BGP? In the Enterprise? Part 2

Let’s look at physical and then logical underlays….

We are getting closer to where we need to be for the BGP side of this post.  Hold on though, we are not there yet…



As every good carpet fitter knows, if we have an overlay, we should have a good physical underlay.  Let’s have a look at physical infrastructure design.

You now want to design the physical infrastructure to best take advantage of this new overlay technique (VXLAN).  This overlay or tunnel technique allows me, as a network engineer, some freedom to think about the best way to scale the physical infrastructure as I now don’t have to worry so much about the host MAC addresses on the wider physical network (they are all being tunneled so I don’t see them).

This has previously been a worry with VMs.  Think about it this way, if you have a relatively small data centre with maybe 8 racks and 40 virtualised servers with 100 VMs each, that is 40 x 100 multiplied by 8, so 32000 MAC addresses we have to worry about.  Scale this and you quickly hit the limits of some switch infrastructure.

In the past you would need to worry, at Layer 2, that switch architectures would not create loops (loops are very bad).  Traditional Data Centre designs (such as the one below) had an architecture to make this as predictable as possible with the tools available at the time.

old-dcNetwork engineers will be more than familiar with this.  The basic idea being that the Core layer would be where you do routing between different sections of the network, maybe between the DC and the Internet or WAN, or sections within the DC.   Then there is the Aggregation layer, where all the access layers interconnect, so if traffic can be switched at this layer don’t push it to the core – try to keep the core clean.   Finally the access layer. Obviously, this is where you have network access, the servers plugged in.   This architecture can be collapsed of course depending on scale (collapsed core/dist/access).

If you want to intercept traffic to maybe perform a service,  security etc., then the aggregation layer might be a good place to intercept.  Usual design considerations come up here, like how far down you push Layer 2?  Spanning tree considerations arise – look at the links in the diagram, you have potential loops, so you get into l2 and L3 spanning tree blocking considerations – where do you draw the line?
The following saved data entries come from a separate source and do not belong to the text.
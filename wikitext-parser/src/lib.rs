//! Line-oriented wiki markup parsing
//!
//!     This crate turns lightweight wiki markup (TracWiki, Markdown) into a stream of structural
//!     events: begin/end of blocks and spans, text, entities, images and line breaks. The parser
//!     never builds output itself; it drives a DocumentBuilder, and the builder decides what the
//!     events become (HTML, a recorded event list, nothing at all).
//!
//!     This is a pure lib, that is, it powers wikitext-cli but is shell agnostic: no code here
//!     reads env vars, prints to stdout or assumes a terminal.
//!
//! Architecture
//!
//!     A dialect is data, not a type hierarchy: a MarkupLanguage holds an ordered list of block
//!     rules, an ordered list of span rules, a macro table, an escape convention and options.
//!     The generic machinery in ./markup and ./parser.rs runs any such composition.
//!
//!     The file structure:
//!     .
//!     ├── attributes.rs           # Attribute bag for blocks, spans and images
//!     ├── builder.rs              # DocumentBuilder trait, BlockType, SpanType
//!     ├── builders
//!     │   ├── html                # HTML DOM builder (html5ever)
//!     │   ├── recording.rs        # Event recorder, used by tests and the CLI
//!     │   └── noop.rs
//!     ├── markup
//!     │   ├── mod.rs              # MarkupLanguage, options and configuration
//!     │   ├── block.rs            # Block rules and the open-block protocol
//!     │   ├── span.rs             # Span rules and phrase recognition
//!     │   └── macros.rs           # [[Macro(args)]] expansion
//!     ├── dialects
//!     │   ├── tracwiki
//!     │   └── markdown
//!     ├── parser.rs               # Line driver, ParseSession
//!     ├── registry.rs             # DialectRegistry for discovery and selection
//!     └── error.rs
//!
//! Testing
//!     tests
//!     └── <dialect>
//!         └── <area>.rs
//!
//!     Note that rust does not by default discover tests in subdirectories, so these are included
//!     from tests/lib.rs.
//!
//! Core Algorithms
//!
//!     Blocks: each line is offered to the innermost open block, which continues, finishes or
//!     rejects it. Rejected lines cascade outward and finally start a new block through the first
//!     matching rule. Blocks that nest arbitrary content (Markdown quotes) parse their lines with
//!     a nested parser state.
//!
//!     Spans: at each position every span rule looks for its next match; the earliest wins and
//!     ties go to the rule listed first. Escapes suppress exactly the token that follows them.
//!
//!     Both are forgiving: malformed markup degrades to literal text and never fails. The only
//!     runtime errors are the builder's own, which abort the parse and are returned unchanged.

pub mod attributes;
pub mod builder;
pub mod builders;
pub mod dialects;
pub mod error;
pub mod markup;
pub mod parser;
pub mod registry;

pub use attributes::Attributes;
pub use builder::{BlockType, DocumentBuilder, SpanType};
pub use builders::{
    Event, HtmlDocumentBuilder, HtmlOptions, NoOpDocumentBuilder, RecordingDocumentBuilder,
};
pub use error::{BuilderError, WikitextError};
pub use markup::{LanguageConfiguration, LanguageOptions, MarkupLanguage};
pub use parser::{MarkupParser, ParseSession};
pub use registry::DialectRegistry;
Why mention this?  Just so we have a feeling of historical progression.

Then comes a number of ways to re-architect, simplify, and avoid  traditional meticulous spanning tree design for predictable forwarding.

First we added methods to better control spanning tree convergence – Rapid Spanning Tree (BPDU hellos), Rapid Per Vlan Spanning Tree (RPVST), Multiple Instance Spanning Tree (MST, consolidating Spanning Tree topologies to a few process instances).

Next, go a step further, and you see MLAG (hot potato switching) as a step to getting rid of spanning tree towards the access edge of the Datacentre (when I say MLAG, please substitute VPC and VSS as well here as I am not trying to explain the technical details, simply express concepts)  A way to make sure you are getting value by using all your links for forwarding through a unified control plane (VSS in a Cisco world, Virtual Chassis – Juniper, IRF – HP etc.)  or a separate control plane – Arista MLAG, VPC.

All have a mechanism for distributing MAC learning between them to look like a single switch and avoid spanning tree logic. The point here? – Diverse physical paths to hosts, or a way of having a VLAN span switches without spanning tree, so no blocked links at this layer!

We make 2 links to separate switches look like a single virtual link and no spanning tree loops, hurrah!.  The general term for this is link-aggregation.  Not brilliantly standardised, but hey..


What if you can take this concept of a shared control plane between switches at Layer 2 and scale this up?  No spanning tree loops at scale?

This is where solutions like Fabric Path or Trill come in. (FabricPath was based on TRILL, and TRILL stands for Transparent Interconnection of Lots of links).

The idea here is that you could treat your Layer 2 network like a L3 network but using MAC addresses as your identifier and not IP addresses.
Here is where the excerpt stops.